Accompanying a group to define and achieve their goals is the job of group facilitators. One aspect of this role is project management, which may include familiar tasks such as defining steps and setting deadlines. Another aspect has to do with creating conditions conducive to good collaboration, which is typically the goal of a process-oriented facilitator.

To understand more about what facilitation is and how it can help your team or organization achieve its objectives, we’ve compiled a guide to what is facilitation

What is a group and what is a team? 

A group and a team might seem like the same thing, but there’s an important difference. A group is a collection of individuals who share a common interest or purpose but work mostly independently. A team, however, is a group that has become a unit, collaborating closely and working toward shared goals. In a team, a successful outcome does not only depend on individual efforts, but also on how those efforts come together.

A facilitator helps turn a group into a cohesive team by creating alignment and clarity. They guide the group in defining a common purpose, ensuring everyone understands the shared goals. The resulting work can last a long time, but can also be a temporary team, lasting only the duration of a 3-hour training session. 

When does a group process need facilitation?

My first answer to this is going to be “always”. As long as the group has a purpose it wants to achieve, facilitation will help.

Suppose you are just hanging out with your friends. In that case, facilitation might be optional—although I’ll still make an argument that some facilitation skills might help improve even an unstructured evening with friends (for example, by removing unnecessary friction about which restaurant to pick for dinner).

Note that I am talking about a group needing facilitation, not necessarily needing a facilitator. A facilitator is a person dedicated to the task of facilitation, usually someone appointed externally. 

You should also consider hiring an external professional if your session or gathering has elements of complexity, such as:

  • a numerous group (over 20 people);
  • participants with different, even conflicting interests;
  • members of the group do not know one another (yet) and/or come from very different backgrounds;
  • the timeframe for decisions is tight, decisions are risky and complex.

For general day-to-day business, on the other hand, a group still needs facilitation, but this can be interpreted as a role to be distributed among group members and taken on by the collective. You might, for example, have someone time-keep and another person take notes on the meeting. 

By including facilitation in your day-to-day workflow you can ensure productivity, a better agenda, and better relations all around. Let’s look at 12 facilitation tips that will help you become a better group member or leader.

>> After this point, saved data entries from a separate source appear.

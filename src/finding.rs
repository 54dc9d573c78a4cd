//! Finding types parsed from yamllint diagnostic lines

use thiserror::Error;

/// Literal prefix marking a non-fatal lint observation.
///
/// yamllint emits it verbatim at the start of the message segment; the
/// comparison is case-sensitive.
pub const WARNING_MARKER: &str = "[warning]";

/// Error for a diagnostic line that does not match the
/// `<file>:<line>:<column>: <message>` grammar
#[derive(Debug, Clone, PartialEq, Eq, Error)]
pub enum ParseError {
    #[error("expected at least 4 colon-delimited fields, found {found}")]
    TooFewFields { found: usize },

    #[error("line number is not an integer: '{segment}'")]
    InvalidLineNumber { segment: String },

    #[error("column is not an integer: '{segment}'")]
    InvalidColumn { segment: String },
}

/// Severity level for findings
#[derive(Debug, Clone, Copy, PartialEq, Eq, PartialOrd, Ord, Hash)]
pub enum Severity {
    /// Non-fatal observation, reported as a skipped test case
    Warning,
    /// Definite problem, reported as a failed test case
    Error,
}

impl std::fmt::Display for Severity {
    fn fmt(&self, f: &mut std::fmt::Formatter<'_>) -> std::fmt::Result {
        match self {
            Severity::Warning => write!(f, "warning"),
            Severity::Error => write!(f, "error"),
        }
    }
}

/// One parsed yamllint diagnostic line
#[derive(Debug, Clone, PartialEq, Eq)]
pub struct Finding {
    /// File the diagnostic points at
    pub file: String,
    /// Line number (1-based)
    pub line: u64,
    /// Column number, kept only for message formatting
    pub column: u64,
    /// Severity derived from the message marker
    pub severity: Severity,
    /// Message text after the third colon, trimmed
    pub message: String,
}

impl Finding {
    /// Parse one normalized diagnostic line.
    ///
    /// The first three fields are positional; everything after the third
    /// colon is taken as the message, so a message containing `:` stays
    /// intact.
    pub fn parse(line: &str) -> Result<Self, ParseError> {
        let fields: Vec<&str> = line.splitn(4, ':').collect();
        if fields.len() < 4 {
            return Err(ParseError::TooFewFields {
                found: fields.len(),
            });
        }

        let line_number =
            fields[1]
                .trim()
                .parse::<u64>()
                .map_err(|_| ParseError::InvalidLineNumber {
                    segment: fields[1].trim().to_string(),
                })?;
        let column = fields[2]
            .trim()
            .parse::<u64>()
            .map_err(|_| ParseError::InvalidColumn {
                segment: fields[2].trim().to_string(),
            })?;

        let message = fields[3].trim().to_string();
        let severity = if message.starts_with(WARNING_MARKER) {
            Severity::Warning
        } else {
            Severity::Error
        };

        Ok(Self {
            file: fields[0].to_string(),
            line: line_number,
            column,
            severity,
            message,
        })
    }

    /// Display text used as both the XML message attribute and element body
    pub fn display_text(&self) -> String {
        format!("[{}:{}] {}", self.line, self.column, self.message)
    }

    /// Check if this finding is a warning
    pub fn is_warning(&self) -> bool {
        self.severity == Severity::Warning
    }
}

group of people sitting at a professional event
In a team, success depends not only on individual efforts but on how those efforts come together.

12 group facilitation tips

Facilitation is an endlessly creative process, where there is always something new to learn and experiment. Creating activities and agendas to fit the particular needs of a specific group at a certain time is part of what keeps our work fresh and innovative at every turn. 

Having said that, certain rock-solid processes or tips can apply to any group facilitation, anywhere. Here are 12 group facilitation tips you should always keep in mind, whether you are just starting out or a seasoned pro. Next time you need to lead a session, try out these methods and mindsets to improve the levels of collaboration in your team.

We’ve included 5 practical tips to get you started, as well as 7 tips that have more to do with the mindset of a great group facilitator.

5 practical group facilitation tips to get started

Before getting into the skills and mindset of facilitation, let’s see what can be achieved in practice by adding just a few activities and processes to a standard meeting. Here are 5 beginner-friendly group facilitation tips you can easily apply with any group

These tips are guaranteed to improve the flow of a meeting process whether you are in the room with an established team, online at a webinar, or in any other situation a group gathers!

Create ground rules

Any time a group gathers to get something done, it will create its own culture. This is simply a fact of how we work together as social beings (and a good reason for facilitators to be interested in anthropology). You can pick up signs of this micro-culture everywhere: what do people in this group wear? What kinds of jokes do they make? What is acceptable and what is not?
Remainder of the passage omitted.